[[ DATASET RECORDS open ]]
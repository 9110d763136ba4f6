//! Configuration (layered: code > env > defaults).

use std::fmt;
use std::time::Duration;

use bon::Builder;

use crate::error::DeviceAuthError;

/// Production API host.
pub const DEFAULT_BASE_URL: &str = "https://api.trakt.tv";

/// Staging API host.
pub const STAGING_BASE_URL: &str = "https://api-staging.trakt.tv";

/// Header carrying the protocol version on every request.
pub const API_VERSION_HEADER: &str = "trakt-api-version";

/// Protocol version spoken by this crate.
pub const API_VERSION: &str = "2";

const DEFAULT_REQUEST_TIMEOUT: Duration = Duration::from_secs(30);
const DEFAULT_USER_AGENT: &str = concat!("trakt-device-auth/", env!("CARGO_PKG_VERSION"));

const ENV_BASE_URL: &str = "TRAKT_API_BASE_URL";
const ENV_STAGING: &str = "TRAKT_API_STAGING";
const ENV_REQUEST_TIMEOUT_SECS: &str = "TRAKT_REQUEST_TIMEOUT_SECS";

/// Transport settings for [`DeviceAuthClient`](crate::auth::DeviceAuthClient).
///
/// # Example
/// ```
/// use std::time::Duration;
/// use trakt_device_auth::config::DeviceAuthConfig;
///
/// let config = DeviceAuthConfig::builder()
///     .base_url("https://api-staging.trakt.tv".to_string())
///     .request_timeout(Duration::from_secs(10))
///     .build();
/// assert_eq!(config.endpoint("/oauth/token"), "https://api-staging.trakt.tv/oauth/token");
/// ```
#[derive(Debug, Clone, Builder)]
pub struct DeviceAuthConfig {
    #[builder(default = DEFAULT_BASE_URL.to_string())]
    pub base_url: String,
    #[builder(default = API_VERSION.to_string())]
    pub api_version: String,
    #[builder(default = DEFAULT_REQUEST_TIMEOUT)]
    pub request_timeout: Duration,
    #[builder(default = DEFAULT_USER_AGENT.to_string())]
    pub user_agent: String,
}

impl Default for DeviceAuthConfig {
    fn default() -> Self {
        Self::builder().build()
    }
}

impl DeviceAuthConfig {
    /// Config targeting the staging environment.
    pub fn staging() -> Self {
        Self::builder().base_url(STAGING_BASE_URL.to_string()).build()
    }

    /// Load from environment variables (`TRAKT_API_BASE_URL`, `TRAKT_API_STAGING`,
    /// `TRAKT_REQUEST_TIMEOUT_SECS`), reading `.env` first if present.
    ///
    /// An explicit base URL wins over the staging flag.
    pub fn from_env() -> Result<Self, DeviceAuthError> {
        let _ = dotenvy::dotenv();
        let mut config = Self::default();

        if let Ok(flag) = std::env::var(ENV_STAGING) {
            if parse_flag(&flag).ok_or_else(|| {
                DeviceAuthError::Configuration(format!("{ENV_STAGING} is not a boolean: {flag}"))
            })? {
                config.base_url = STAGING_BASE_URL.to_string();
            }
        }

        if let Ok(url) = std::env::var(ENV_BASE_URL) {
            let url = url.trim();
            if !url.is_empty() {
                config.base_url = url.to_string();
            }
        }

        if let Ok(secs) = std::env::var(ENV_REQUEST_TIMEOUT_SECS) {
            let secs: u64 = secs.trim().parse().map_err(|_| {
                DeviceAuthError::Configuration(format!(
                    "{ENV_REQUEST_TIMEOUT_SECS} is not a number of seconds: {secs}"
                ))
            })?;
            config.request_timeout = Duration::from_secs(secs);
        }

        Ok(config)
    }

    /// Absolute URL for an API path.
    pub fn endpoint(&self, path: &str) -> String {
        format!(
            "{}/{}",
            self.base_url.trim_end_matches('/'),
            path.trim_start_matches('/')
        )
    }
}

fn parse_flag(value: &str) -> Option<bool> {
    match value.trim().to_ascii_lowercase().as_str() {
        "1" | "true" | "yes" | "on" => Some(true),
        "0" | "false" | "no" | "off" | "" => Some(false),
        _ => None,
    }
}

/// Application credentials from the developer dashboard.
#[derive(Clone, PartialEq, Eq)]
pub struct ClientCredentials {
    pub client_id: String,
    pub client_secret: String,
}

impl ClientCredentials {
    pub fn new(client_id: impl Into<String>, client_secret: impl Into<String>) -> Self {
        Self {
            client_id: client_id.into(),
            client_secret: client_secret.into(),
        }
    }
}

impl fmt::Debug for ClientCredentials {
    fn fmt(&self, f: &mut fmt::Formatter<'_>) -> fmt::Result {
        f.debug_struct("ClientCredentials")
            .field("client_id", &self.client_id)
            .field("client_secret", &"[redacted]")
            .finish()
    }
}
[[ DATASET RECORDS closed ]]
§ **YOUR TASK**:
Copy out, from the listing above, every line that contains the word "Configuration".

§ **WRITTEN SOLUTION**:
//! Configuration (layered: code > env > defaults).
                DeviceAuthError::Configuration(format!("{ENV_STAGING} is not a boolean: {flag}"))
                DeviceAuthError::Configuration(format!(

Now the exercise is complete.